‘A Walk to the Water’ by Patrick McCabe

In her introduction to this book, editor Louise Neri says the impulse for the project came from a profound ambivalence about the “closed-off, stillborn nature of much art criticism”. Described as a book of “fugue texts”, it includes writing by John Berger and Marina Warner and was envisaged as an alternative, after-the-fact catalogue for the solo exhibition Spanish sculptor Juan Muñoz held at IMMA, Dublin in the summer of 1994. Patrick McCabe is the only Irish writer among the contributors. His story begins, “In these corridors of white I see him still, padding away on his wee soft feet.” It loops briefly back to 1975 Brixton, London where a bomb has just gone off in a pub, flagging the potential unreliability of its narrator from the get-go: “In those days I lived on cream crackers and acid.” In hospital, he recalls Wee Bunty Brady from The Knacker’s Yard.
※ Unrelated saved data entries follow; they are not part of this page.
//! Tick and reference-price history
//!
//! Holds the monitored asset's ticks and each reference instrument's samples,
//! pruned by age and record count. Consumers never touch the live buffers:
//! they receive an immutable [`MarketSnapshot`] with newest-first windows.

use chrono::{DateTime, Duration, Utc};
use serde::{Deserialize, Serialize};
use std::collections::{HashMap, VecDeque};

use crate::types::{PriceTick, ReferenceInstrument, ReferencePrice};

/// Rolling history of asset ticks
#[derive(Debug, Clone)]
pub struct TickHistory {
    /// Oldest first
    ticks: VecDeque<PriceTick>,
    max_len: usize,
    max_age_secs: i64,
}

impl TickHistory {
    pub fn new(max_len: usize, max_age_secs: i64) -> Self {
        Self {
            ticks: VecDeque::with_capacity(max_len),
            max_len,
            max_age_secs,
        }
    }

    /// Append an observation; out-of-order observations are dropped
    pub fn push(&mut self, value: f64, timestamp: DateTime<Utc>) -> Option<&PriceTick> {
        if let Some(last) = self.ticks.back() {
            if timestamp < last.timestamp {
                return None;
            }
        }

        let tick = PriceTick::from_observation(value, timestamp, self.ticks.back());
        self.ticks.push_back(tick);

        // Trim old data
        let cutoff = timestamp - Duration::seconds(self.max_age_secs);
        while let Some(front) = self.ticks.front() {
            if front.timestamp < cutoff {
                self.ticks.pop_front();
            } else {
                break;
            }
        }

        // Keep only max_len most recent
        while self.ticks.len() > self.max_len {
            self.ticks.pop_front();
        }

        self.ticks.back()
    }

    pub fn len(&self) -> usize {
        self.ticks.len()
    }

    pub fn is_empty(&self) -> bool {
        self.ticks.is_empty()
    }

    pub fn latest(&self) -> Option<&PriceTick> {
        self.ticks.back()
    }

    /// All retained ticks, newest first
    pub fn newest_first(&self) -> Vec<PriceTick> {
        self.ticks.iter().rev().cloned().collect()
    }
}

impl Default for TickHistory {
    fn default() -> Self {
        Self::new(500, 3600)
    }
}

/// Rolling history per reference instrument
#[derive(Debug, Clone)]
pub struct ReferenceHistory {
    samples: HashMap<ReferenceInstrument, VecDeque<ReferencePrice>>,
    max_len: usize,
    max_age_secs: i64,
}

impl ReferenceHistory {
    pub fn new(max_len: usize, max_age_secs: i64) -> Self {
        Self {
            samples: HashMap::new(),
            max_len,
            max_age_secs,
        }
    }

    pub fn push(&mut self, price: ReferencePrice) {
        let max_len = self.max_len;
        let max_age_secs = self.max_age_secs;
        let history = self
            .samples
            .entry(price.instrument)
            .or_insert_with(|| VecDeque::with_capacity(max_len));

        if let Some(last) = history.back() {
            if price.timestamp < last.timestamp {
                return;
            }
        }

        let cutoff = price.timestamp - Duration::seconds(max_age_secs);
        history.push_back(price);

        while let Some(front) = history.front() {
            if front.timestamp < cutoff {
                history.pop_front();
            } else {
                break;
            }
        }
        while history.len() > max_len {
            history.pop_front();
        }
    }

    pub fn latest(&self, instrument: ReferenceInstrument) -> Option<&ReferencePrice> {
        self.samples.get(&instrument).and_then(|h| h.back())
    }

    fn newest_first(&self) -> HashMap<ReferenceInstrument, Vec<ReferencePrice>> {
        self.samples
            .iter()
            .map(|(instrument, history)| (*instrument, history.iter().rev().cloned().collect()))
            .collect()
    }
}

impl Default for ReferenceHistory {
    fn default() -> Self {
        Self::new(500, 3600)
    }
}

/// Immutable view of recent market data, shared by detector and correlator
#[derive(Debug, Clone, Serialize, Deserialize)]
pub struct MarketSnapshot {
    /// Point in time the windows are measured from
    pub as_of: DateTime<Utc>,
    /// Asset ticks, newest first
    pub ticks: Vec<PriceTick>,
    /// Reference samples per instrument, newest first
    pub references: HashMap<ReferenceInstrument, Vec<ReferencePrice>>,
}

impl MarketSnapshot {
    pub fn capture(
        ticks: &TickHistory,
        references: &ReferenceHistory,
        as_of: DateTime<Utc>,
    ) -> Self {
        Self {
            as_of,
            ticks: ticks.newest_first(),
            references: references.newest_first(),
        }
    }

    /// Build directly from newest-first vectors
    pub fn from_parts(
        as_of: DateTime<Utc>,
        ticks: Vec<PriceTick>,
        references: HashMap<ReferenceInstrument, Vec<ReferencePrice>>,
    ) -> Self {
        Self {
            as_of,
            ticks,
            references,
        }
    }

    pub fn latest_price(&self) -> Option<f64> {
        self.ticks.first().map(|t| t.value)
    }

    /// Newest-first ticks inside the lookback window, capped at `max_records`
    pub fn ticks_within(&self, minutes: i64, max_records: usize) -> &[PriceTick] {
        let cutoff = self.as_of - Duration::minutes(minutes);
        let n = self
            .ticks
            .iter()
            .take(max_records)
            .take_while(|t| t.timestamp >= cutoff)
            .count();
        &self.ticks[..n]
    }

    /// Newest-first reference samples inside the lookback window
    pub fn references_within(
        &self,
        instrument: ReferenceInstrument,
        minutes: i64,
    ) -> &[ReferencePrice] {
        let cutoff = self.as_of - Duration::minutes(minutes);
        match self.references.get(&instrument) {
            Some(samples) => {
                let n = samples.iter().take_while(|r| r.timestamp >= cutoff).count();
                &samples[..n]
            }
            None => &[],
        }
    }
}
The artworks are not named in the book, but McCabe’s story is preceded by a black and white image of one which must have inspired it: a photograph of a sculpture of a four-foot man, one of Muñoz’s “Dwarf” series. Mc Cabe was hot off the international success of his 1992 novel ‘The Butcher Boy’, but the editors still accidentally misspelled his name Partick in the list of contributors. His story is a dark tragedy about human disconnection, and the hidden tears of a clown.